WHAT TO PRODUCE | Scan the records for lines with the word "returning", and copy every such line.

ENTRIES PROVIDED |
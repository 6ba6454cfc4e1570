#![warn(rust_2018_idioms)]
#![warn(missing_docs)]

//! The strobe crate is the reactive core of a live-query server. A caller
//! hands a compute function to a [`Rerunner`]; the runner executes it,
//! publishes the result, and re-executes whenever any [`Resource`] the
//! computation registered as a dependency is invalidated -- debounced,
//! cancellable, and with only the invalidated subgraph recomputed thanks
//! to the per-run memoization [`cache`].
//!
//! Around that loop sit the supporting primitives a query tree needs: a
//! [`batch::Batcher`] that coalesces concurrent identical-shape fetches
//! into one bulk call, a [`limiter`] that caps a request's worker fan-out,
//! and a context-aware mutex ([`CtxMutex`]) whose lock honors request
//! cancellation. Everything is threaded through an explicit [`Context`]
//! value.
//!
//! ```no_run
//! use std::time::Duration;
//! use strobe::{add_dependency, Context, Rerunner, Resource};
//!
//! # async fn demo() {
//! let version = Resource::new();
//! let dep = version.clone();
//! let (runner, mut updates) = Rerunner::new(
//!     &Context::background(),
//!     move |ctx| {
//!         let dep = dep.clone();
//!         async move {
//!             add_dependency(&ctx, &dep);
//!             Ok("hello")
//!         }
//!     },
//!     Duration::from_millis(10),
//!     false,
//! );
//!
//! assert_eq!(updates.recv().await.unwrap().unwrap(), "hello");
//! version.invalidate(); // schedules a rerun
//! runner.stop();
//! # }
//! ```

pub mod batch;
pub mod limiter;

mod cache;
mod context;
mod error;
mod mutex;
mod rerunner;
mod resource;
mod snapshot;

pub use crate::cache::{cache, purge_cache, set_debug_cache_mutates};
pub use crate::context::Context;
pub use crate::error::Error;
pub use crate::mutex::{CtxMutex, CtxMutexGuard};
pub use crate::rerunner::{Rerunner, RerunnerOptions, Updates, DEFAULT_RETRY_CAP};
pub use crate::resource::{add_dependency, add_dependency_keyed, dependency_keys, Resource};
pub use crate::snapshot::{CaptureError, Snapshot};
use std::fmt;
use std::ops::{Deref, DerefMut};

use tokio::sync::{Mutex as AsyncMutex, MutexGuard};

use crate::{Context, Error};

/// A mutual-exclusion primitive that honors request cancellation.
///
/// `lock` waits for the single ticket but gives up as soon as the context
/// is cancelled or its deadline passes, returning the matching error
/// without ever acquiring. An already-cancelled context never acquires,
/// even if the lock is free.
///
/// Unlocking happens by dropping the guard, so the unlock-before-lock
/// contract violation of a manual unlock API is unrepresentable here.
pub struct CtxMutex<T> {
    inner: AsyncMutex<T>,
}

impl<T> CtxMutex<T> {
    /// Creates the mutex holding `value`.
    pub fn new(value: T) -> CtxMutex<T> {
        CtxMutex {
            inner: AsyncMutex::new(value),
        }
    }

    /// Acquires the lock, or returns `Cancelled` / `DeadlineExceeded` if
    /// `ctx` is (or becomes) cancelled before the ticket is granted.
    pub async fn lock(&self, ctx: &Context) -> Result<CtxMutexGuard<'_, T>, Error> {
        if ctx.is_cancelled() {
            return Err(ctx.cancellation_error());
        }
        tokio::select! {
            biased;
            _ = ctx.cancelled() => Err(ctx.cancellation_error()),
            guard = self.inner.lock() => Ok(CtxMutexGuard { guard }),
        }
    }

    /// Consumes the mutex, returning the inner value.
    pub fn into_inner(self) -> T {
        self.inner.into_inner()
    }
}

impl<T: fmt::Debug> fmt::Debug for CtxMutex<T> {
    fn fmt(&self, fmt: &mut fmt::Formatter<'_>) -> fmt::Result {
        match self.inner.try_lock() {
            Ok(guard) => fmt.debug_struct("CtxMutex").field("data", &*guard).finish(),
            Err(_) => fmt.debug_struct("CtxMutex").field("data", &"<locked>").finish(),
        }
    }
}

/// RAII guard for [`CtxMutex`]. The lock is released on drop.
pub struct CtxMutexGuard<'a, T> {
    guard: MutexGuard<'a, T>,
}

impl<'a, T> Deref for CtxMutexGuard<'a, T> {
    type Target = T;

    fn deref(&self) -> &T {
        &self.guard
    }
}

impl<'a, T> DerefMut for CtxMutexGuard<'a, T> {
    fn deref_mut(&mut self) -> &mut T {
        &mut self.guard
    }
}
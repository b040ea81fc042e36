//! Tracing subscriber setup for the CLI.

use anyhow::Result;
use std::fs::OpenOptions;
use std::path::PathBuf;
use tracing::Level;
use tracing_subscriber::EnvFilter;
use tracing_subscriber::FmtSubscriber;

/// Where log output goes.
#[derive(Debug, Clone, PartialEq, Eq)]
pub enum LogTarget {
    Off,
    Stdout,
    Stderr,
    File(PathBuf),
}

impl LogTarget {
    /// Parse `0/off`, `1/stdout`, `2/stderr`, or a file path.
    pub fn parse(s: &str) -> Self {
        match s {
            "0" | "off" => LogTarget::Off,
            "1" | "stdout" => LogTarget::Stdout,
            "2" | "stderr" => LogTarget::Stderr,
            path => LogTarget::File(PathBuf::from(path)),
        }
    }
}

/// Build the filter: `RUST_LOG` wins, otherwise the verbosity flag decides.
fn env_filter(verbose: bool) -> EnvFilter {
    let level = if verbose { Level::DEBUG } else { Level::INFO };
    EnvFilter::try_from_default_env().unwrap_or_else(|_| EnvFilter::new(level.as_str()))
}

/// Install the global subscriber.
pub fn init(target: &LogTarget, verbose: bool) -> Result<()> {
    match target {
        LogTarget::Off => {}
        LogTarget::Stdout => {
            let subscriber = FmtSubscriber::builder()
                .with_env_filter(env_filter(verbose))
                .with_writer(std::io::stdout)
                .finish();
            tracing::subscriber::set_global_default(subscriber)?;
        }
        LogTarget::Stderr => {
            let subscriber = FmtSubscriber::builder()
                .with_env_filter(env_filter(verbose))
                .with_writer(std::io::stderr)
                .finish();
            tracing::subscriber::set_global_default(subscriber)?;
        }
        LogTarget::File(path) => {
            // Append so repeated runs share one log
            let file = OpenOptions::new().create(true).append(true).open(path)?;
            let subscriber = FmtSubscriber::builder()
                .with_env_filter(env_filter(verbose))
                .with_writer(file)
                .with_ansi(false)
                .finish();
            tracing::subscriber::set_global_default(subscriber)?;
        }
    }
    Ok(())
}
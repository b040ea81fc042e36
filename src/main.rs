//! task-cascade CLI
//!
//! Manages a task hierarchy stored in SQLite and deletes whole subtrees
//! atomically.

use anyhow::{Context, Result};
use clap::Parser;
use std::collections::BTreeSet;
use task_cascade::cli::{AddArgs, Cli, Command};
use task_cascade::config::Config;
use task_cascade::db::{Database, now_ms};
use task_cascade::format::{self, OutputFormat};
use task_cascade::hierarchy::{CascadeDeleter, HierarchyReader, load_tree, reparent};
use task_cascade::logging::{self, LogTarget};
use task_cascade::store::EntityStore;
use task_cascade::types::Task;
use tracing::{debug, error};
use uuid::Uuid;

fn print_tasks(tasks: &[Task], fmt: OutputFormat) -> Result<()> {
    match fmt {
        OutputFormat::Json => println!("{}", format::to_json(tasks)?),
        OutputFormat::Text => {
            if !tasks.is_empty() {
                println!("{}", format::format_task_list(tasks));
            }
        }
    }
    Ok(())
}

async fn add_task(db: &Database, args: AddArgs, fmt: OutputFormat) -> Result<()> {
    let mut task = Task::new(Uuid::now_v7().to_string(), args.title, now_ms());
    task.description = args.description;
    task.priority = args.priority;
    task.tags = args.tags.into_iter().collect::<BTreeSet<_>>();
    task.project_id = args.project;

    if let Some(parent) = args.parent {
        db.get(&parent)
            .await?
            .with_context(|| format!("parent task not found: {parent}"))?;
        task.parent_task_id = Some(parent);
    }

    db.create(&task).await?;
    match fmt {
        OutputFormat::Json => println!("{}", format::to_json(&task)?),
        OutputFormat::Text => println!("{}", task.id),
    }
    Ok(())
}

#[tokio::main]
async fn main() -> Result<()> {
    let cli = Cli::parse();

    logging::init(&LogTarget::parse(&cli.log), cli.verbose)?;

    let mut config = match &cli.config {
        Some(path) => {
            let mut config = Config::load(path)
                .with_context(|| format!("failed to load config from {path}"))?;
            config.apply_env(|key| std::env::var(key).ok());
            config
        }
        None => Config::load_or_default()?,
    };

    // Override from CLI arguments
    if let Some(db_path) = &cli.database {
        config.store.db_path = db_path.into();
    }
    if let Some(max_depth) = cli.max_depth {
        config.hierarchy.max_depth = max_depth;
    }
    config.hierarchy.validate()?;
    config.ensure_db_dir()?;

    debug!(db = %config.store.db_path.display(), max_depth = config.hierarchy.max_depth, "Opening database");
    let db = Database::open(&config.store.db_path)?;
    let fmt = cli.format;
    let max_depth = config.hierarchy.max_depth;

    match cli.command {
        Command::Add(args) => add_task(&db, args, fmt).await?,

        Command::Children { id } => {
            let children = HierarchyReader::new(&db).find_children(&id).await?;
            print_tasks(&children, fmt)?;
        }

        Command::Roots => {
            let roots = HierarchyReader::new(&db).find_roots().await?;
            print_tasks(&roots, fmt)?;
        }

        Command::Tree { id } => {
            let tree = load_tree(&db, &id, max_depth)
                .await?
                .with_context(|| format!("task not found: {id}"))?;
            match fmt {
                OutputFormat::Json => println!("{}", format::to_json(&tree)?),
                OutputFormat::Text => println!("{}", format::format_tree(&tree)),
            }
        }

        Command::Move { id, parent } => {
            let task = reparent(&db, &id, parent.as_deref(), max_depth).await?;
            match fmt {
                OutputFormat::Json => println!("{}", format::to_json(&task)?),
                OutputFormat::Text => println!("{}", format::format_task_line(&task)),
            }
        }

        Command::Delete { id, dry_run } => {
            let cascade = CascadeDeleter::new(db, config.hierarchy);

            if dry_run {
                let subtree = cascade.preview(&id).await?;
                match fmt {
                    OutputFormat::Json => println!("{}", format::to_json(subtree.ids())?),
                    OutputFormat::Text => println!("{}", subtree.ids().join("\n")),
                }
                return Ok(());
            }

            match cascade.delete(&id).await {
                Ok(report) => match fmt {
                    OutputFormat::Json => println!("{}", format::to_json(&report)?),
                    OutputFormat::Text => println!("{}", format::format_delete_report(&report)),
                },
                Err(e) => {
                    if e.is_structural() {
                        error!(task = ?e.task_id(), "Task hierarchy is corrupted; repair it before retrying");
                    }
                    return Err(e.into());
                }
            }
        }
    }

    Ok(())
}
//! Task hierarchy traversal and cascade deletion.
//!
//! Tasks form a forest through their `parent_task_id` pointers. The store
//! has no cascading delete, so removing a task means finding its whole
//! subtree first ([`HierarchyCollector`]) and then deleting every id in one
//! transaction ([`BatchDeleter`]). [`CascadeDeleter`] composes the two.

pub mod cascade;
pub mod collector;
pub mod deleter;
pub mod reader;
pub mod reparent;
pub mod tree;

pub use cascade::CascadeDeleter;
pub use collector::{HierarchyCollector, SubtreeIds};
pub use deleter::BatchDeleter;
pub use reader::HierarchyReader;
pub use reparent::{ancestors, reparent};
pub use tree::load_tree;
//! CLI command definitions for task-cascade
//!
//! This module defines the CLI structure using clap's derive macros.
//! The main entry point is the `Cli` struct which contains subcommands.

use crate::format::OutputFormat;
use clap::{Args, Parser, Subcommand};

/// Task hierarchy tool with cascade deletion
#[derive(Parser, Debug)]
#[command(author, version, about, long_about = None)]
pub struct Cli {
    /// Path to configuration file
    #[arg(short, long, global = true)]
    pub config: Option<String>,

    /// Path to database file (overrides config)
    #[arg(short, long, global = true)]
    pub database: Option<String>,

    /// Maximum hierarchy depth (overrides config)
    #[arg(long, global = true)]
    pub max_depth: Option<usize>,

    /// Enable verbose logging
    #[arg(short, long, global = true)]
    pub verbose: bool,

    /// Logging output: 0/off, 1/stdout, 2/stderr (default), or filename
    #[arg(short, long, default_value = "2", global = true)]
    pub log: String,

    /// Output format
    #[arg(short, long, value_enum, default_value_t = OutputFormat::Text, global = true)]
    pub format: OutputFormat,

    #[command(subcommand)]
    pub command: Command,
}

/// Available subcommands
#[derive(Subcommand, Debug)]
pub enum Command {
    /// Create a task
    Add(AddArgs),

    /// List the direct children of a task, oldest first
    Children {
        /// Parent task id
        id: String,
    },

    /// Show a task and all of its descendants
    Tree {
        /// Root task id
        id: String,
    },

    /// List tasks that have no parent
    Roots,

    /// Move a task under a new parent
    Move {
        /// Task to move
        id: String,

        /// New parent id (omit to make the task a root)
        #[arg(short, long)]
        parent: Option<String>,
    },

    /// Delete a task and its whole subtree
    Delete {
        /// Root task id
        id: String,

        /// Only list what would be deleted
        #[arg(long)]
        dry_run: bool,
    },
}

/// Arguments for the add subcommand
#[derive(Args, Debug)]
pub struct AddArgs {
    /// Task title
    pub title: String,

    /// Parent task id
    #[arg(short, long)]
    pub parent: Option<String>,

    /// Longer description
    #[arg(long)]
    pub description: Option<String>,

    /// Priority (higher = more important)
    #[arg(long, default_value_t = 0, allow_hyphen_values = true)]
    pub priority: i32,

    /// Tag, may be repeated
    #[arg(short, long = "tag")]
    pub tags: Vec<String>,

    /// Project id
    #[arg(long)]
    pub project: Option<String>,
}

OUTPUT FOR THIS EXERCISE |
/// is cancelled or its deadline passes, returning the matching error
    /// Consumes the mutex, returning the inner value.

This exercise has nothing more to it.